Collection Process

The dataset collection process is visualized in the figure below.

Descriptive Text

1) Workflow Sourcing

The workflows in WONDERBREAD are sourced from WebArena, a benchmark that includes 812 workflows mimicking real-world tasks on various websites like e-commerce platforms, content management systems, forums, and developer tools. From the original 812 workflows, we filtered down to 598 workflows by excluding workflows that were either impossible to complete or vaguely defined.

2) Recruitment

13 volunteers were recruited and trained to record demonstrations for the 598 workflows.
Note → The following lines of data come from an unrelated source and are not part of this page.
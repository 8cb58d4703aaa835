//! A fixed-width representation for 256-bit block and transaction identifiers.
//!
//! Users can refer to a block either by the usual big-endian hex string (what block explorers
//! show) or by a native integer. Both end up as a [`Hash256`], which stores the value as 32
//! little-endian bytes. That is also the internal byte order of rust-bitcoin hashes, so locators
//! built from a [`Hash256`] serialize as eight little-endian 32-bit chunks, least significant
//! chunk first.

use std::fmt;
use std::fmt::Display;
use std::fmt::Formatter;
use std::str::FromStr;

use bitcoin::hashes::Hash as _;
use bitcoin::BlockHash;
use bitcoin::Txid;

/// A 256-bit unsigned integer, stored little-endian.
#[derive(Clone, Copy, Default, PartialEq, Eq, Hash, PartialOrd, Ord)]
pub struct Hash256([u8; 32]);

#[derive(Debug, Clone, PartialEq, Eq)]
/// Errors returned while parsing a hex string into a [`Hash256`]
pub enum HashParseError {
    /// The string has no digits
    Empty,

    /// More than 64 hex digits, doesn't fit in 256 bits
    TooLong(usize),

    /// rust-bitcoin's hex decoder refused the digits
    InvalidHex(String),
}

impl Display for HashParseError {
    fn fmt(&self, f: &mut Formatter<'_>) -> fmt::Result {
        match self {
            HashParseError::Empty => write!(f, "Empty hash string"),
            HashParseError::TooLong(len) => {
                write!(f, "Hash has {len} hex digits, at most 64 are allowed")
            }
            HashParseError::InvalidHex(err) => write!(f, "Invalid hex: {err}"),
        }
    }
}

impl std::error::Error for HashParseError {}

impl Hash256 {
    /// The all-zeros hash, used as the `stop_hash` of locator requests
    pub const ZERO: Hash256 = Hash256([0; 32]);

    /// Builds a hash from its little-endian byte representation
    pub const fn from_le_bytes(bytes: [u8; 32]) -> Self {
        Hash256(bytes)
    }

    /// Returns the little-endian byte representation
    pub const fn to_le_bytes(&self) -> [u8; 32] {
        self.0
    }

    /// Builds a hash from four 64-bit limbs, least significant limb first
    pub fn from_limbs(limbs: [u64; 4]) -> Self {
        let mut bytes = [0u8; 32];
        for (chunk, limb) in bytes.chunks_exact_mut(8).zip(limbs.iter()) {
            chunk.copy_from_slice(&limb.to_le_bytes());
        }
        Hash256(bytes)
    }

    /// Splits this hash into the eight little-endian 32-bit words used on the wire, least
    /// significant word first
    pub fn to_le_chunks(&self) -> [u32; 8] {
        let mut chunks = [0u32; 8];
        for (word, bytes) in chunks.iter_mut().zip(self.0.chunks_exact(4)) {
            *word = u32::from_le_bytes([bytes[0], bytes[1], bytes[2], bytes[3]]);
        }
        chunks
    }

    /// Parses a big-endian hex string, as displayed by block explorers.
    ///
    /// An optional `0x` prefix is accepted, and strings shorter than 64 digits are treated as
    /// numbers, that is, zero-extended on the most significant side.
    pub fn from_be_hex(s: &str) -> Result<Self, HashParseError> {
        let digits = s
            .strip_prefix("0x")
            .or_else(|| s.strip_prefix("0X"))
            .unwrap_or(s);

        if digits.is_empty() {
            return Err(HashParseError::Empty);
        }

        if digits.len() > 64 {
            return Err(HashParseError::TooLong(digits.len()));
        }

        // `BlockHash` parses exactly 64 digits in display order
        let padded = format!("{digits:0>64}");
        let hash = BlockHash::from_str(&padded)
            .map_err(|e| HashParseError::InvalidHex(e.to_string()))?;

        Ok(Hash256::from(hash))
    }
}

impl FromStr for Hash256 {
    type Err = HashParseError;

    fn from_str(s: &str) -> Result<Self, Self::Err> {
        Hash256::from_be_hex(s)
    }
}

impl Display for Hash256 {
    fn fmt(&self, f: &mut Formatter<'_>) -> fmt::Result {
        write!(f, "{}", BlockHash::from(*self))
    }
}

impl fmt::Debug for Hash256 {
    fn fmt(&self, f: &mut Formatter<'_>) -> fmt::Result {
        write!(f, "Hash256({self})")
    }
}

impl From<u64> for Hash256 {
    fn from(value: u64) -> Self {
        Hash256::from_limbs([value, 0, 0, 0])
    }
}

impl From<u128> for Hash256 {
    fn from(value: u128) -> Self {
        Hash256::from_limbs([value as u64, (value >> 64) as u64, 0, 0])
    }
}

impl From<[u64; 4]> for Hash256 {
    fn from(limbs: [u64; 4]) -> Self {
        Hash256::from_limbs(limbs)
    }
}

impl From<BlockHash> for Hash256 {
    fn from(hash: BlockHash) -> Self {
        Hash256(hash.to_byte_array())
    }
}

impl From<Txid> for Hash256 {
    fn from(txid: Txid) -> Self {
        Hash256(txid.to_byte_array())
    }
}

impl From<Hash256> for BlockHash {
    fn from(hash: Hash256) -> Self {
        BlockHash::from_byte_array(hash.0)
    }
}

impl From<Hash256> for Txid {
    fn from(hash: Hash256) -> Self {
        Txid::from_byte_array(hash.0)
    }
}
The annotators attended a training session where they were introduced to the annotation pipeline and given detailed instructions on how to record demonstrations.

3) Data Collection

The annotators recorded a total of 3,202 demonstrations acrosss the 598 workflows. Each demonstration consiste of a full screen recording, action trace, and a standard operating procedure (SOP) outlining all of the steps taken in the demonstration.

4) Review

Using a combination of automated and manual checks, we reviewed the demonstrations to flag demonstrations of insufficient quality.

5) Quality Assurance

We had annotators re-record any demonstrations that were of insufficient quality. Overall, we conducted 3 cycles of re-recording to ensure clear and high-quality demonstrations.

6) Ranking

For a subset of 162 workflows, annotators reviewed all of the available demonstrations and provided a relative ranking of the demonstrations based on their quality.

7) Final Dataset

The final dataset contains a total 2,928 demonstrations across 598 workflows.